### What you have to do
Two lines in the data below mark the range: the one with "fn height(&self) -> usize;" and the one with "use super::*;". Return both, along with every line between them, exactly.

-- Opening Marker --

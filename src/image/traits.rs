/// Row-addressable single-channel image.
pub trait ImageView {
    type Pixel: AlphaPixel;

    fn width(&self) -> usize;
    fn height(&self) -> usize;
    fn stride(&self) -> usize;

    fn row(&self, y: usize) -> &[Self::Pixel];

    fn is_contiguous(&self) -> bool {
        self.stride() == self.width()
    }
}

/// Pixel types that carry an alpha value.
pub trait AlphaPixel: Copy {
    /// Alpha normalised to `[0, 1]`.
    fn to_alpha(self) -> f32;
}

impl AlphaPixel for u8 {
    #[inline]
    fn to_alpha(self) -> f32 {
        self as f32 / 255.0
    }
}

impl AlphaPixel for f32 {
    #[inline]
    fn to_alpha(self) -> f32 {
        self.clamp(0.0, 1.0)
    }
}

/// Pixel source queried by the outline stages.
///
/// Coordinates are absolute source pixels. Reads outside the source return
/// `0.0` (fully transparent) rather than failing, so callers may freely probe
/// one pixel past any edge.
pub trait AlphaSource {
    /// `(width, height)` of the source in pixels.
    fn dimensions(&self) -> (usize, usize);

    /// Alpha at `(x, y)` in `[0, 1]`.
    fn alpha(&self, x: i32, y: i32) -> f32;
}

impl<I> AlphaSource for I
where
    I: ImageView,
{
    #[inline]
    fn dimensions(&self) -> (usize, usize) {
        (self.width(), self.height())
    }

    #[inline]
    fn alpha(&self, x: i32, y: i32) -> f32 {
        if x < 0 || y < 0 {
            return 0.0;
        }
        let (x, y) = (x as usize, y as usize);
        if x >= self.width() || y >= self.height() {
            return 0.0;
        }
        self.row(y)[x].to_alpha()
    }
}

#[cfg(test)]
mod tests {
    use super::*;
    use crate::image::{AlphaF32, AlphaU8};

    #[test]
    fn out_of_bounds_reads_are_transparent() {
        let data = vec![255u8; 4];
        let img = AlphaU8 {
            w: 2,
            h: 2,
            stride: 2,
            data: &data,
        };
        assert_eq!(img.alpha(0, 0), 1.0);
        assert_eq!(img.alpha(-1, 0), 0.0);
        assert_eq!(img.alpha(0, -1), 0.0);
        assert_eq!(img.alpha(2, 1), 0.0);
        assert_eq!(img.alpha(1, 2), 0.0);
        assert_eq!(img.dimensions(), (2, 2));
    }

    #[test]
    fn strided_rows_ignore_padding() {
        // 2x2 image stored with one padding byte per row.
        let data = vec![10u8, 20, 99, 30, 40, 99];
        let img = AlphaU8 {
            w: 2,
            h: 2,
            stride: 3,
            data: &data,
        };
        assert!(!img.is_contiguous());
        assert_eq!(img.row(1), &[30, 40]);
        assert!((img.alpha(1, 1) - 40.0 / 255.0).abs() < 1e-6);
    }

    #[test]
    fn float_alpha_is_clamped() {
        let mut img = AlphaF32::new(1, 1);
        img.set(0, 0, 1.5);
        assert_eq!(img.alpha(0, 0), 1.0);
        img.set(0, 0, -0.25);
        assert_eq!(img.alpha(0, 0), 0.0);
    }
}
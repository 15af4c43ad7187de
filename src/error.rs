use crate::types::Vertex;
use serde::Serialize;
use thiserror::Error;

/// Failures of a single outline generation pass.
#[derive(Clone, Debug, PartialEq, Error, Serialize)]
#[serde(tag = "kind", rename_all = "camelCase")]
pub enum OutlineError {
    /// The window has uniform opacity; there is nothing to outline.
    #[error("no boundary vertices found; nothing to generate")]
    EmptyInput,
    /// The ordering walk could not reach every vertex, typically because the
    /// silhouette has disconnected regions.
    #[error("contour incomplete: stuck at {last} after placing {placed} vertices, {stranded} stranded")]
    IncompleteContour {
        last: Vertex,
        stranded: usize,
        placed: usize,
    },
    #[error("invalid window geometry: {width}x{height} at {pixels_per_unit} pixels per unit")]
    InvalidGeometry {
        width: i32,
        height: i32,
        pixels_per_unit: f32,
    },
}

-- Closing Marker --

### Finished exercise
    fn height(&self) -> usize;
    fn stride(&self) -> usize;

    fn row(&self, y: usize) -> &[Self::Pixel];

    fn is_contiguous(&self) -> bool {
        self.stride() == self.width()
    }
}

/// Pixel types that carry an alpha value.
pub trait AlphaPixel: Copy {
    /// Alpha normalised to `[0, 1]`.
    fn to_alpha(self) -> f32;
}

impl AlphaPixel for u8 {
    #[inline]
    fn to_alpha(self) -> f32 {
        self as f32 / 255.0
    }
}

impl AlphaPixel for f32 {
    #[inline]
    fn to_alpha(self) -> f32 {
        self.clamp(0.0, 1.0)
    }
}

/// Pixel source queried by the outline stages.
///
/// Coordinates are absolute source pixels. Reads outside the source return
/// `0.0` (fully transparent) rather than failing, so callers may freely probe
/// one pixel past any edge.
pub trait AlphaSource {
    /// `(width, height)` of the source in pixels.
    fn dimensions(&self) -> (usize, usize);

    /// Alpha at `(x, y)` in `[0, 1]`.
    fn alpha(&self, x: i32, y: i32) -> f32;
}

impl<I> AlphaSource for I
where
    I: ImageView,
{
    #[inline]
    fn dimensions(&self) -> (usize, usize) {
        (self.width(), self.height())
    }

    #[inline]
    fn alpha(&self, x: i32, y: i32) -> f32 {
        if x < 0 || y < 0 {
            return 0.0;
        }
        let (x, y) = (x as usize, y as usize);
        if x >= self.width() || y >= self.height() {
            return 0.0;
        }
        self.row(y)[x].to_alpha()
    }
}

#[cfg(test)]
mod tests {
    use super::*;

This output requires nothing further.